Although refusing the faculty, the Chancellor was prepared to authorise a faculty permitting the retention of the headstone, even though it did not comply with the Directions and had an inscription that might not otherwise be allowed. That would be on condition that the photo plaque, the kerbstones, and the blue chippings were removed, and the grave re-turfed to create a level surface with the rest of the churchyard.
That work would be carried out by Mummery’s at their own expense, and Mummery’s would reimburse to Mrs Berwick the difference in cost between that for the erection of the single stone and that for the memorial that was in fact erected. In the case of disagreement as to the sum involved, the matter would be remitted to the Chancellor for determination.
Mrs Berwick was given six weeks within which to consider the alternative proposed by the Chancellor. If after six weeks Mr Newell had not written to the registry confirming Mrs Berwick’s agreement to the changes proposed, the memorial would have to be removed in its entirety at the expense of Mummery’s, and the Archdeacon of Lewes and Hastings would take all steps to procure its removal.
The Consistory Court also had power to order Mummery’s to reimburse Mrs Berwick for the entire costs of the fabrication and erection of the memorial if its removal was ordered. The Chancellor said that in the circumstances it was a power which “ought to be exercised . . . having regard to the respective culpability of those concerned”.
He ordered that, if the sum of £2881.04 was not reimbursed within 21 days of the removal of the memorial, then Mummery’s would be debarred until further notice from carrying out work in consecrated burial grounds in the diocese of Chichester which were the subject of the faculty jurisdiction.
Equally, the Chancellor said, Mr Cox had not “covered himself with glory”. His knowledge and application of the Directions fell well short of what was expected of the clergy of the Church of England.
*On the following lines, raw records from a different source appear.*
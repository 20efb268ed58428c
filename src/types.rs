use serde::{Deserialize, Serialize};
use std::fmt;
use uuid::Uuid;

/// HEOS player identifier
pub type Pid = i64;

/// HEOS music source identifier
pub type SourceId = i64;

/// Stable external identifier of a canonical device, derived from its pid
#[derive(Debug, Clone, PartialEq, Eq, PartialOrd, Ord, Hash, Serialize, Deserialize)]
pub struct DeviceId(String);

impl DeviceId {
    pub fn from_pid(pid: Pid) -> Self {
        Self(format!("heos-{}", pid))
    }

    /// Identifier of a zone sub-device of this device
    pub fn zone(&self, zone: ZoneId) -> Self {
        Self(format!("{}-{}", self.0, zone.as_str().to_lowercase()))
    }

    pub fn as_str(&self) -> &str {
        &self.0
    }
}

impl fmt::Display for DeviceId {
    fn fmt(&self, f: &mut fmt::Formatter<'_>) -> fmt::Result {
        f.write_str(&self.0)
    }
}

/// Streaming player as reported by `player/get_players`
#[derive(Debug, Clone, PartialEq, Serialize, Deserialize)]
pub struct PlayerRecord {
    pub pid: Pid,
    pub name: String,
    #[serde(default)]
    pub model: String,
    #[serde(default)]
    pub serial: Option<String>,
}

/// AVR receiver as reported by the discovery collaborator
#[derive(Debug, Clone, PartialEq, Serialize, Deserialize)]
pub struct ReceiverRecord {
    /// Host or IP address of the receiver's control port
    pub address: String,
    pub serial: String,
    pub uuid: Uuid,
    pub friendly_name: String,
    pub model_name: String,
}

/// Secondary output zone of a receiver
#[derive(Debug, Clone, Copy, PartialEq, Eq, PartialOrd, Ord, Hash, Serialize, Deserialize)]
pub enum ZoneId {
    #[serde(rename = "Z2")]
    Zone2,
    #[serde(rename = "Z3")]
    Zone3,
}

impl ZoneId {
    pub const ALL: [ZoneId; 2] = [ZoneId::Zone2, ZoneId::Zone3];

    /// Line protocol prefix of the zone
    pub fn as_str(&self) -> &'static str {
        match self {
            ZoneId::Zone2 => "Z2",
            ZoneId::Zone3 => "Z3",
        }
    }

    pub fn from_prefix(prefix: &str) -> Option<Self> {
        Self::ALL.into_iter().find(|z| z.as_str() == prefix)
    }
}

impl fmt::Display for ZoneId {
    fn fmt(&self, f: &mut fmt::Formatter<'_>) -> fmt::Result {
        f.write_str(self.as_str())
    }
}

/// Classification of what is currently playing. Session-scoped.
#[derive(Debug, Clone, Copy, PartialEq, Eq)]
pub enum MediaKind {
    Song,
    Station,
}

impl MediaKind {
    pub fn parse(value: &str) -> Option<Self> {
        match value {
            "song" => Some(MediaKind::Song),
            "station" => Some(MediaKind::Station),
            _ => None,
        }
    }
}

/// Playback option offered for the current media (e.g. "Add to HEOS Favorites")
#[derive(Debug, Clone, PartialEq, Serialize, Deserialize)]
pub struct PlayOption {
    pub id: i64,
    pub name: String,
}

/// Repeat mode of a player
#[derive(Debug, Clone, Copy, PartialEq, Eq)]
pub enum RepeatMode {
    Off,
    All,
    One,
}

impl RepeatMode {
    pub const NAMES: &'static [&'static str] = &["off", "on_all", "on_one"];

    pub fn as_str(&self) -> &'static str {
        match self {
            RepeatMode::Off => "off",
            RepeatMode::All => "on_all",
            RepeatMode::One => "on_one",
        }
    }

    pub fn parse(value: &str) -> Option<Self> {
        match value {
            "off" => Some(RepeatMode::Off),
            "on_all" => Some(RepeatMode::All),
            "on_one" => Some(RepeatMode::One),
            _ => None,
        }
    }
}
To mark the disapproval of the court, and to ensure best practice hereafter, the Chancellor revoked for a period of 12 months the delegated authority given to Mr Cox under Appendix D to the Chancellor’s General Directions Concerning Churches and Churchyards (Issue 2) dated Easter 2007.
During that period, applications for introductions of memorials into the churchyard of this church must be determined by the incumbent of the benefice, Canon Howard Cocks, if he was willing and able to act, and otherwise by the rural dean.
As to the costs of the petition, the Chancellor said that the proceedings had been “necessitated by the conduct of Mummery’s, compounded to some degree by a lack of care on the part of Mr Cox”. The court costs would be borne as to 75 per cent by the Co-operative Group (CWS) Ltd and as to 25 per cent by Mr Cox.